Any argument favoring the priesthood of women will first have to deal with the symbolism in Ephesians 5, 23, which describes the relationship of Christ and His Church with the analogy of man and woman in marriage. The exegesis of this passage is difficult, and a great deal of meaning has been falsely read into the symbol and then later logically deduced from it, as we can learn from the scholarly work of Else Kühler, a doctor of theology, in Die Frau in den paulinischen Briefen. If we take our cue from the one side of the comparison, the relationship of Christ to the Church and community, we can see that Christ is indeed described as the Head, but also as the one "who gave himself up for the Church, to purify it through water combined with the word, so as to bring the Church before him in glorious array…" Since no man can claim that he has given himself for the Church and done for it what Paul is talking about, no other man has the right to put himself in the place of Christ.
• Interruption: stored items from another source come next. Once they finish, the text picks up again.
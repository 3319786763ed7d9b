// ── Core error types ──
//
// Errors surfaced by the migration engine. Consumers never see raw HTTP
// status codes; the `From<sitemover_api::Error>` impl folds transport-layer
// failures into domain variants, and the retry wrapper adds the operation
// that was being attempted.

use thiserror::Error;

/// Unified error type for the core crate.
#[derive(Debug, Error)]
pub enum CoreError {
    // ── Pre-flight errors ────────────────────────────────────────────
    /// The snapshot is missing, unreadable, or malformed.
    #[error("Input error: {message}")]
    Input { message: String },

    #[error("Validation failed: {message}")]
    Validation { message: String },

    // ── Remote errors ────────────────────────────────────────────────
    #[error("Authentication failed: {message}")]
    AuthenticationFailed { message: String },

    #[error("{operation} failed after {attempts} attempts: {reason}")]
    RetriesExhausted {
        operation: String,
        attempts: u32,
        reason: String,
    },

    #[error("{operation} failed: {message}")]
    Remote { operation: String, message: String },

    // ── Configuration errors ─────────────────────────────────────────
    #[error("Configuration error: {message}")]
    Config { message: String },

    // ── Internal errors ──────────────────────────────────────────────
    #[error("Internal error: {0}")]
    Internal(String),
}

impl CoreError {
    /// Attach the failed operation's description to an API error.
    pub fn from_api(operation: &str, err: sitemover_api::Error) -> Self {
        match Self::from(err) {
            Self::Remote { message, .. } => Self::Remote {
                operation: operation.to_owned(),
                message,
            },
            other => other,
        }
    }

    pub(crate) fn input(message: impl Into<String>) -> Self {
        Self::Input {
            message: message.into(),
        }
    }
}

// ── Conversion from transport-layer errors ───────────────────────────

impl From<sitemover_api::Error> for CoreError {
    fn from(err: sitemover_api::Error) -> Self {
        use sitemover_api::Error as ApiError;

        match err {
            ApiError::Authentication { message } => CoreError::AuthenticationFailed { message },
            ApiError::InvalidUrl(e) => CoreError::Config {
                message: format!("Invalid URL: {e}"),
            },
            ApiError::Tls(msg) => CoreError::Config {
                message: format!("TLS error: {msg}"),
            },
            ApiError::Api {
                status,
                message,
                code,
                ..
            } => CoreError::Remote {
                operation: "request".into(),
                message: match code {
                    Some(code) => format!("HTTP {status} {code}: {message}"),
                    None => format!("HTTP {status}: {message}"),
                },
            },
            ApiError::DuplicateName { message } => CoreError::Remote {
                operation: "request".into(),
                message: format!("duplicate name: {message}"),
            },
            ApiError::Transport(e) => CoreError::Remote {
                operation: "request".into(),
                message: e.to_string(),
            },
            ApiError::Deserialization { message, .. } => CoreError::Remote {
                operation: "request".into(),
                message: format!("unexpected response body: {message}"),
            },
        }
    }
}

#[cfg(test)]
mod tests {
    use super::*;

    #[test]
    fn api_error_keeps_operation_context() {
        let err = CoreError::from_api(
            "create site Boston",
            sitemover_api::Error::Api {
                status: 400,
                message: "bad parent".into(),
                code: Some("INVALID_PARENT".into()),
                structured: true,
            },
        );
        assert_eq!(
            err.to_string(),
            "create site Boston failed: HTTP 400 INVALID_PARENT: bad parent"
        );
    }

    #[test]
    fn auth_error_is_not_rewrapped() {
        let err = CoreError::from_api(
            "fetch root",
            sitemover_api::Error::Authentication {
                message: "expired".into(),
            },
        );
        assert!(matches!(err, CoreError::AuthenticationFailed { .. }));
    }
}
This should be a disillusionment to those theologians who seem to relate the man, because of his manhood, directly to Christ without qualification and make him Christ's representative on the basis of Ephesians 5, 23. It seems to have escaped the notice of these exegetes of the Pauline symbol that every man except Christ belongs to the Church or community and is related to Christ in and with the Church. Furthermore it is the Church which administers the sacraments, announces the word, explains the Bible, determines the liturgy and the form of the sacraments, etc., so that the direct comparison of woman to the Church in Ephesians 5, 23, is a poor choice if it is supposed to prove that women should be barred from these very functions. It may also be observed that according to the Gospel accounts Christ gave the commission to announce His message, to baptize, to celebrate the agape in His memory, etc., but He never said anything about a Christ-representative in the sense usually taken from Ephesians 5, 23.

The behavioral sciences are not exact sciences. Arguments considered valid here are entwined in a complex cultural fabric. The modern woman's understanding of herself compels a revised view of women in general. It is the right of the woman interested in religion to peruse the store of theological and philosophical literature and form her own judgment. She may look forward to a disturbing experience as she comes to realize how theology was plied almost two thousand years without her. By taking a critical view of this anti-feminist deposit, she will mature in a new religious understanding of herself, of her independent spirituality, and of her immediate likeness to God as a child of God. Because she has these spiritual qualities, she must not be cut off from the horizons of religious and ecclesiastical activity.

Gertrud Heinzelmann, an attorney-at-law in Zurich, edited Wir Schweigen Nicht Länger, a collection of statements by women addressed to the Fathers of the Second Vatican Council.